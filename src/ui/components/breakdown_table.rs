use dioxus::prelude::*;

use crate::domain::{BudgetCeiling, Estimate};
use crate::util::format::{format_amount, format_price};

#[component]
pub fn BreakdownTable(estimate: Estimate) -> Element {
    let Estimate {
        price,
        subtotal,
        ceiling,
        capped,
        items,
    } = estimate;
    let is_empty = items.is_empty();
    let ceiling_label = match ceiling {
        BudgetCeiling::Limited(_) => format!("Budget ceiling {ceiling}"),
        BudgetCeiling::NoLimit => "No budget ceiling".to_string(),
    };
    let subtotal = format_amount(subtotal);
    let total = format_price(price);
    let capped_note = if capped { "capped" } else { "" };

    rsx! {
        table { class: "table",
            thead {
                tr {
                    th { "Item" }
                    th { class: "amount", "Amount" }
                }
            }
            tbody {
                for item in items {
                    tr {
                        td { "{item.label}" }
                        td { class: "amount", {format_amount(item.amount)} }
                    }
                }
                if is_empty {
                    tr {
                        td { class: "muted", colspan: "2", "Choose a service or add area to see line items." }
                    }
                }
                tr {
                    td { class: "muted", "Subtotal" }
                    td { class: "amount muted", "{subtotal}" }
                }
                tr {
                    td { class: "muted", "{ceiling_label}" }
                    td { class: "amount muted", "{capped_note}" }
                }
                tr { class: "total",
                    td { "Total" }
                    td { class: "amount", "{total}" }
                }
            }
        }
    }
}
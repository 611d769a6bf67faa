pub mod breakdown_table;
pub mod kpi_card;
pub mod select_field;
#![cfg_attr(target_os = "windows", windows_subsystem = "windows")]

use dioxus::prelude::*;

#[cfg(feature = "desktop")]
use dioxus_desktop::{tao::window::WindowBuilder, Config as DesktopConfig};

use garden_cost_estimator::{
    app,
    config::AppConfig,
    util::{logging, version::APP_NAME},
};

fn main() {
    // Wayland explicit-sync crashes on some drivers; fall back to GL unless the caller opts in.
    if std::env::var("WAYLAND_DISPLAY").is_ok() && std::env::var("WGPU_BACKEND").is_err() {
        std::env::set_var("WGPU_BACKEND", "gl");
    }

    // WebKit's DMABUF renderer opts into explicit sync; disable it unless the user overrides.
    if std::env::var("WAYLAND_DISPLAY").is_ok()
        && std::env::var("WEBKIT_DISABLE_DMABUF_RENDERER").is_err()
    {
        std::env::set_var("WEBKIT_DISABLE_DMABUF_RENDERER", "1");
    }

    let config = match AppConfig::from_env() {
        Ok(config) => config,
        Err(err) => {
            eprintln!("ignoring invalid configuration: {err}");
            AppConfig::default()
        }
    };
    logging::init(&config.log_filter);
    tracing::info!(version = %garden_cost_estimator::util::version::version_label(), "starting {APP_NAME}");
    app::install_config(config);

    let builder = LaunchBuilder::new();

    #[cfg(feature = "desktop")]
    let builder = {
        let config = desktop! {
            DesktopConfig::new().with_window(
                WindowBuilder::new()
                    .with_title(APP_NAME)
            )
        };
        builder.with_cfg(config)
    };

    #[cfg(not(feature = "desktop"))]
    let builder = builder;

    builder.launch(app::App);
}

■ ■ ■ ■

### The problem:
Say how many lines in the data hold the string "BudgetCeiling", and write nothing else.

### Response:
3